Ein Post, ein Tor, ein Schatten: Wie Opa Arno seine Enkelin schützte

Der Morgen nach „Tor C“ roch nach Tee und nach Angst, die man nicht aus dem Mund bekommt. Ich wachte auf, bevor der Wecker klingelte, obwohl ich keinen mehr brauche, seit ich Rentner bin. Es war noch dunkel, aber in meinem Kopf stand immer noch dieser Schatten hinter dem Kassenhäuschen.

Meine Hände fanden automatisch die Tasse im Küchenschrank, als hätten sie Schichtdienst. Das Knie knirschte, als wolle es mich daran erinnern, dass Mut heute langsamer geht als früher. Und trotzdem war da etwas Neues in mir: nicht nur Sorge, sondern auch dieser harte Entschluss, das Gestern nicht einfach wegzuwischen.

Im Wohnzimmer hörte ich das leise Tippen, dieses schnelle, nervöse Geräusch von Daumen auf Glas. Johanna saß auf dem Sofa, die Knie angezogen, die Schultern klein, als hätte sie sich selbst zu viel Platz genommen. Das Handy lag in ihrer Hand wie ein Stein.

„Du bist ja schon wach“, sagte ich, und es klang freundlicher, als ich mich fühlte.

Sie nickte, ohne aufzusehen. „Ich hab… ich konnte nicht schlafen.“

Ich setzte mich ihr gegenüber, langsam, damit das Knie nicht gleich wieder das Kommando übernimmt. Auf dem Tisch stand noch die leere Schüssel von gestern Abend, und plötzlich kam mir alles vor wie ein Beweisstück aus einem Leben, das beinahe gekippt wäre. Ich wollte nicht, dass dieses Gefühl zwischen uns bleibt wie ein dritter Mensch.

„Hast du… hast du Angst?“, fragte ich.

Sie schluckte. „Ich weiß nicht. Ich fühl mich einfach… dumm.“

Das Wort traf mich, weil es so erwachsen klang und gleichzeitig so klein. Ich sah ihre Finger, wie sie unbewusst über den Rand der Handyhülle strichen, als müsste sie prüfen, ob sie noch da ist. Vierzehn Jahre, und schon dieses Gewicht auf den Schultern.

„Dumm warst du nicht“, sagte ich leise. „Du warst normal. Und das Netz ist manchmal nicht normal.“

Sie hob endlich den Blick. „Er hat mich doch gar nicht angesprochen.“

„Nein“, sagte ich. „Und genau das macht’s so schlimm. Man merkt es erst, wenn man’s fast merkt.“

Es klingelte an der Tür, und ich zuckte zusammen, als wäre das Geräusch Teil derselben Nacht. Es war nur meine Tochter, Johannas Mutter, mit zerzaustem Haar und dem Gesicht einer Frau, die nachts zu viel denkt. Sie hatte eine Tasche dabei, als würde sie gleich wieder verschwinden müssen, weil Erwachsene immer irgendwohin müssen.

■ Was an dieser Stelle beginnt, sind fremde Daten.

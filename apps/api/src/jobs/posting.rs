//! Turns a recruiter's posting form into a `Job`.

use chrono::{DateTime, NaiveDate, Utc};
use serde::Deserialize;
use uuid::Uuid;

use crate::auth::credentials::non_blank;
use crate::errors::AppError;
use crate::models::company::Company;
use crate::models::job::{Job, Salary, DEFAULT_CURRENCY};
use crate::models::user::Recruiter;

#[derive(Debug, Default, Deserialize)]
pub struct SalaryInput {
    pub min: Option<i64>,
    pub max: Option<i64>,
    pub currency: Option<String>,
    pub period: Option<String>,
}

/// Enum-valued fields arrive as plain strings so a bad value is reported with
/// the field name and the offending value.
#[derive(Debug, Default, Deserialize)]
#[serde(default)]
pub struct PostJobRequest {
    pub title: Option<String>,
    pub department: Option<String>,
    pub location: Option<String>,
    pub location_type: Option<String>,
    pub employment_type: Option<String>,
    pub experience_level: Option<String>,
    pub salary: Option<SalaryInput>,
    pub description: Option<String>,
    pub responsibilities: Vec<String>,
    pub requirements: Vec<String>,
    pub benefits: Vec<String>,
    pub application_deadline: Option<NaiveDate>,
    pub application_url: Option<String>,
}

fn parse_or_default<T>(raw: Option<String>, field: &str) -> Result<T, AppError>
where
    T: std::str::FromStr + Default,
{
    match non_blank(raw) {
        None => Ok(T::default()),
        Some(value) => value
            .parse()
            .map_err(|_| AppError::Validation(format!("Invalid {field} '{value}'"))),
    }
}

fn required(value: Option<String>, field: &str) -> Result<String, AppError> {
    non_blank(value).ok_or_else(|| AppError::Validation(format!("{field} is required")))
}

fn clean_list(items: Vec<String>) -> Vec<String> {
    items
        .into_iter()
        .map(|item| item.trim().to_string())
        .filter(|item| !item.is_empty())
        .collect()
}

fn build_salary(input: Option<SalaryInput>) -> Result<Salary, AppError> {
    let Some(input) = input else {
        return Ok(Salary::default());
    };
    for bound in [input.min, input.max].into_iter().flatten() {
        if bound < 0 {
            return Err(AppError::Validation(
                "Salary cannot be negative".to_string(),
            ));
        }
    }
    if let (Some(min), Some(max)) = (input.min, input.max) {
        if min > max {
            return Err(AppError::Validation(
                "Minimum salary cannot exceed maximum salary".to_string(),
            ));
        }
    }
    Ok(Salary {
        min: input.min,
        max: input.max,
        currency: non_blank(input.currency)
            .map(|c| c.to_uppercase())
            .unwrap_or_else(|| DEFAULT_CURRENCY.to_string()),
        period: parse_or_default(input.period, "salary period")?,
    })
}

/// Display name shown on the listing: the recruiter's company, or a
/// placeholder built from their name.
pub fn company_display_name(poster: &Recruiter, company: Option<&Company>) -> String {
    match company {
        Some(company) => company.name.clone(),
        None => format!("{}'s Company", poster.full_name),
    }
}

pub fn build_job(
    req: PostJobRequest,
    poster: &Recruiter,
    company: Option<&Company>,
    now: DateTime<Utc>,
) -> Result<Job, AppError> {
    let title = required(req.title, "Job title")?;
    let location = required(req.location, "Location")?;
    let description = required(req.description, "Job description")?;

    let application_url = non_blank(req.application_url);
    if let Some(url) = &application_url {
        if !(url.starts_with("http://") || url.starts_with("https://")) {
            return Err(AppError::Validation(
                "Application URL must start with http:// or https://".to_string(),
            ));
        }
    }

    Ok(Job {
        id: Uuid::new_v4(),
        title,
        department: non_blank(req.department),
        company: company_display_name(poster, company),
        company_id: company.map(|c| c.id),
        location,
        location_type: parse_or_default(req.location_type, "location type")?,
        employment_type: parse_or_default(req.employment_type, "employment type")?,
        experience_level: parse_or_default(req.experience_level, "experience level")?,
        salary: build_salary(req.salary)?,
        description,
        responsibilities: clean_list(req.responsibilities),
        requirements: clean_list(req.requirements),
        benefits: clean_list(req.benefits),
        application_deadline: req.application_deadline,
        application_url,
        posted_date: now,
        posted_by: poster.id,
        applicants_count: 0,
    })
}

„Arno“, sagte sie, und in ihrer Stimme lag Dankbarkeit, die sich nicht traute, laut zu sein. „Johanna hat mir geschrieben. Nur… kurz.“

Ich nickte und ließ sie rein. Johanna rutschte ein Stück zur Seite, als hätte sie Angst, zwischen uns zu stehen.

„Ich hab’s gelöscht“, sagte Johanna schnell. „Alles. Wirklich.“

Meine Tochter setzte sich neben sie, und ich sah, wie sie unauffällig ihre Hand auf Johannas Rücken legte. Kein Vortrag, keine Strafe, nur Kontakt. Das war gut so, weil Kinder nicht durch Scham lernen, sondern durch Halt.

„Ich bin froh, dass du bei Opa warst“, sagte meine Tochter. „Und ich bin froh, dass du’s gesagt hast, Arno.“

Ich hörte das „gesagt“ und dachte an all die Jahre, in denen ich geschwiegen habe, weil man als Mann meiner Generation gelernt hat: nicht auffallen, nicht jammern, nicht nerven. Und gestern hatte ich genervt, und es hatte vielleicht etwas verhindert, das ich nicht mal aussprechen will.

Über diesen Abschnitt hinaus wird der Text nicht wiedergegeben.